## [What to do]
Filter the data below, keeping only lines that contain "sibling".

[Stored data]
····················

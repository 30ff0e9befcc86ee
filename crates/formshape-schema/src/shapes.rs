//! Schema Primitive Types
//!
//! The SHACL-like entity model a registry template is made of. A template
//! document carries alternative `NodeShape` branches and/or a flat list of
//! `PropertyShape`/`PropertyGroup` nodes; normalization (in
//! `formshape-engine`) turns those into addressable form fields.

use serde::{Deserialize, Serialize};
use std::collections::BTreeMap;

// ============================================================================
// Datatypes and field kinds
// ============================================================================

/// XSD-style datatype of a field's literal value.
#[derive(Debug, Clone, Copy, PartialEq, Eq, Serialize, Deserialize)]
#[serde(rename_all = "lowercase")]
pub enum Datatype {
    String,
    Integer,
    Decimal,
    Boolean,
    Date,
    Time,
    DateTime,
}

impl Datatype {
    /// Parse a datatype IRI or bare name. Accepts `xsd:`-prefixed forms and
    /// full IRIs; anything unrecognized falls back to `String`.
    pub fn parse(raw: &str) -> Self {
        let local = raw.rsplit(&['/', '#', ':'][..]).next().unwrap_or(raw);
        match local.to_ascii_lowercase().as_str() {
            "integer" | "int" | "long" => Datatype::Integer,
            "decimal" | "double" | "float" => Datatype::Decimal,
            "boolean" => Datatype::Boolean,
            "date" => Datatype::Date,
            "time" => Datatype::Time,
            "datetime" => Datatype::DateTime,
            _ => Datatype::String,
        }
    }
}

/// Special field kinds marked via `sh:class` on a shape.
#[derive(Debug, Clone, Copy, PartialEq, Eq, Serialize, Deserialize)]
#[serde(rename_all = "snake_case")]
pub enum ClassKind {
    Schedule,
    Geolocation,
    TimeSeriesPeriod,
}

impl ClassKind {
    pub fn parse(raw: &str) -> Option<Self> {
        let local = raw.rsplit(&['/', '#', ':'][..]).next().unwrap_or(raw);
        let folded: String = local
            .chars()
            .filter(|c| c.is_ascii_alphanumeric())
            .collect::<String>()
            .to_ascii_lowercase();
        match folded.as_str() {
            "schedule" => Some(ClassKind::Schedule),
            "geolocation" | "location" => Some(ClassKind::Geolocation),
            "timeseriesperiod" => Some(ClassKind::TimeSeriesPeriod),
            _ => None,
        }
    }
}

// ============================================================================
// Defaults
// ============================================================================

/// Schema-provided default: a single scalar or a list of scalars (one per
/// pre-populated row of an array field).
#[derive(Debug, Clone, PartialEq, Eq, Serialize, Deserialize)]
#[serde(untagged)]
pub enum SchemaDefault {
    Single(String),
    List(Vec<String>),
}

impl SchemaDefault {
    /// First scalar, if any.
    pub fn first(&self) -> Option<&str> {
        match self {
            SchemaDefault::Single(s) => Some(s.as_str()),
            SchemaDefault::List(v) => v.first().map(|s| s.as_str()),
        }
    }

    /// All scalars, in declaration order.
    pub fn entries(&self) -> Vec<&str> {
        match self {
            SchemaDefault::Single(s) => vec![s.as_str()],
            SchemaDefault::List(v) => v.iter().map(|s| s.as_str()).collect(),
        }
    }
}

// ============================================================================
// Shapes
// ============================================================================

/// One form field as described by the schema.
///
/// `field_id` is absent until normalization assigns it; after normalization
/// it is unique within the form.
#[derive(Debug, Clone, Default, PartialEq, Serialize, Deserialize)]
pub struct PropertyShape {
    /// Stable schema identifier (`@id`).
    pub id: String,
    pub name: String,
    pub description: Option<String>,
    pub order: Option<i64>,
    pub min_count: Option<u32>,
    pub max_count: Option<u32>,
    pub datatype: Option<Datatype>,
    pub class_kind: Option<ClassKind>,
    /// Class URI whose concept subclasses enumerate this field's options.
    pub in_class: Option<String>,
    /// Raw schema-id reference to the sibling that gates this field's
    /// options. Rewritten to the sibling's resolved field id during
    /// normalization.
    pub dependent_on: Option<String>,
    pub min_inclusive: Option<f64>,
    pub min_exclusive: Option<f64>,
    pub max_inclusive: Option<f64>,
    pub max_exclusive: Option<f64>,
    pub min_length: Option<u32>,
    pub max_length: Option<u32>,
    pub pattern: Option<String>,
    pub default_value: Option<SchemaDefault>,
    pub field_id: Option<String>,
}

impl PropertyShape {
    pub fn named(name: &str) -> Self {
        PropertyShape {
            id: format!("https://example.org/shape/{name}"),
            name: name.to_string(),
            ..PropertyShape::default()
        }
    }

    /// A field repeats as row data when `maxCount` is absent or above one.
    pub fn is_array(&self) -> bool {
        match self.max_count {
            None => true,
            Some(n) => n > 1,
        }
    }

    /// The resolved field id; panics if called before normalization.
    /// Normalized shape lists always carry ids, so consumers of a
    /// `NormalizedForm` may rely on this.
    pub fn field_id(&self) -> &str {
        self.field_id
            .as_deref()
            .expect("field_id is assigned during normalization")
    }
}

/// A named cluster of shapes with its own cardinality. When the group's
/// cardinality allows repetition the whole group renders as a row array.
#[derive(Debug, Clone, Default, PartialEq, Serialize, Deserialize)]
pub struct PropertyGroup {
    pub id: String,
    pub label: String,
    pub description: Option<String>,
    pub order: Option<i64>,
    pub min_count: Option<u32>,
    pub max_count: Option<u32>,
    /// Member fields only; groups do not nest.
    pub property: Vec<PropertyShape>,
}

impl PropertyGroup {
    pub fn labelled(label: &str) -> Self {
        PropertyGroup {
            id: format!("https://example.org/group/{label}"),
            label: label.to_string(),
            ..PropertyGroup::default()
        }
    }

    pub fn is_array(&self) -> bool {
        match self.max_count {
            None => true,
            Some(n) => n > 1,
        }
    }
}

/// One entry of a template's property list.
#[derive(Debug, Clone, PartialEq, Serialize, Deserialize)]
#[serde(tag = "kind", rename_all = "snake_case")]
pub enum SchemaNode {
    Shape(Box<PropertyShape>),
    Group(PropertyGroup),
}

impl SchemaNode {
    pub fn order(&self) -> i64 {
        match self {
            SchemaNode::Shape(s) => s.order.unwrap_or(i64::MAX),
            SchemaNode::Group(g) => g.order.unwrap_or(i64::MAX),
        }
    }
}

/// One alternative branch schema for an entity. Exactly one node shape is
/// active per form instance.
#[derive(Debug, Clone, Default, PartialEq, Serialize, Deserialize)]
pub struct NodeShape {
    pub label: String,
    pub description: Option<String>,
    pub property: Vec<SchemaNode>,
}

/// The raw template document as returned by the template service.
#[derive(Debug, Clone, Default, PartialEq, Serialize, Deserialize)]
pub struct TemplateDocument {
    /// Prefix → IRI expansions from `@context`.
    pub context: BTreeMap<String, String>,
    /// Alternative branches, possibly empty.
    pub node_shapes: Vec<NodeShape>,
    /// Branch-independent properties.
    pub properties: Vec<SchemaNode>,
}

#[cfg(test)]
mod tests {
    use super::*;

    #[test]
    fn datatype_parsing_accepts_prefixed_and_bare_names() {
        assert_eq!(Datatype::parse("xsd:integer"), Datatype::Integer);
        assert_eq!(
            Datatype::parse("http://www.w3.org/2001/XMLSchema#dateTime"),
            Datatype::DateTime
        );
        assert_eq!(Datatype::parse("decimal"), Datatype::Decimal);
        assert_eq!(Datatype::parse("somethingElse"), Datatype::String);
    }

    #[test]
    fn class_kind_matches_local_names() {
        assert_eq!(
            ClassKind::parse("https://example.org/kb/Schedule"),
            Some(ClassKind::Schedule)
        );
        assert_eq!(
            ClassKind::parse("base:TimeSeriesPeriod"),
            Some(ClassKind::TimeSeriesPeriod)
        );
        assert_eq!(ClassKind::parse("https://example.org/kb/Person"), None);
    }

    #[test]
    fn array_detection_follows_max_count() {
        let mut shape = PropertyShape::named("contact");
        assert!(shape.is_array());
        shape.max_count = Some(1);
        assert!(!shape.is_array());
        shape.max_count = Some(3);
        assert!(shape.is_array());
    }

    #[test]
    fn default_entries_flatten_single_and_list() {
        let one = SchemaDefault::Single("a".into());
        assert_eq!(one.entries(), vec!["a"]);
        let many = SchemaDefault::List(vec!["a".into(), "b".into()]);
        assert_eq!(many.entries(), vec!["a", "b"]);
        assert_eq!(many.first(), Some("a"));
    }
}
//! Ontology Concept Sorter
//!
//! Orders a flat concept list into the root/children adjacency consumed by
//! hierarchical selectors. A caller-supplied priority token pins one
//! concept (or, when the token names a child, that child's parent) to the
//! front of the root ordering, and the matching concept to the front of
//! its bucket. Buckets whose parent reference matches no root concept are
//! promoted into root, so inconsistent parent data degrades instead of
//! disappearing.

use formshape_schema::{ConceptMappings, OntologyConcept};
use std::collections::BTreeMap;

/// Sort concepts into `ConceptMappings` with the priority token first.
pub fn sort_concepts(concepts: &[OntologyConcept], priority: &str) -> ConceptMappings {
    let mut root: Vec<OntologyConcept> = Vec::new();
    let mut children: BTreeMap<String, Vec<OntologyConcept>> = BTreeMap::new();

    for concept in concepts {
        match &concept.parent {
            Some(parent) => children
                .entry(parent.type_value.clone())
                .or_default()
                .push(concept.clone()),
            None => root.push(concept.clone()),
        }
    }

    // The token may name a root concept directly or one of the children;
    // in the latter case the child's parent heads the root ordering.
    let matched = concepts
        .iter()
        .find(|c| c.label == priority || c.type_value == priority);
    let priority_type = matched.map(|m| m.type_value.clone());
    let priority_root_type = matched.map(|m| match &m.parent {
        Some(parent) => parent.type_value.clone(),
        None => m.type_value.clone(),
    });

    // Pin the priority concept inside its bucket, sort the rest by label.
    for bucket in children.values_mut() {
        let pinned = priority_type
            .as_deref()
            .and_then(|t| bucket.iter().position(|c| c.type_value == t))
            .map(|i| bucket.remove(i));
        bucket.sort_by(|a, b| a.label.to_lowercase().cmp(&b.label.to_lowercase()));
        if let Some(pinned) = pinned {
            bucket.insert(0, pinned);
        }
    }

    // Self-heal orphaned parent references: promote those children to root.
    let orphan_keys: Vec<String> = children
        .keys()
        .cloned()
        .filter(|key| !root.iter().any(|c| &c.type_value == key))
        .collect();
    for key in orphan_keys {
        if let Some(orphans) = children.remove(&key) {
            root.extend(orphans);
        }
    }

    // Root order: priority first, then leaf concepts, then concepts that
    // head their own children group.
    let pinned_root = priority_root_type
        .as_deref()
        .and_then(|t| root.iter().position(|c| c.type_value == t))
        .map(|i| root.remove(i));
    let (mut with_children, mut childless): (Vec<_>, Vec<_>) = root
        .into_iter()
        .partition(|c| children.contains_key(&c.type_value));
    childless.sort_by(|a, b| a.label.to_lowercase().cmp(&b.label.to_lowercase()));
    with_children.sort_by(|a, b| a.label.to_lowercase().cmp(&b.label.to_lowercase()));

    let mut ordered_root = Vec::new();
    ordered_root.extend(pinned_root);
    ordered_root.extend(childless);
    ordered_root.extend(with_children);

    ConceptMappings {
        root: ordered_root,
        children,
    }
}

····················

## [Written solution]
    /// Raw schema-id reference to the sibling that gates this field's
    /// options. Rewritten to the sibling's resolved field id during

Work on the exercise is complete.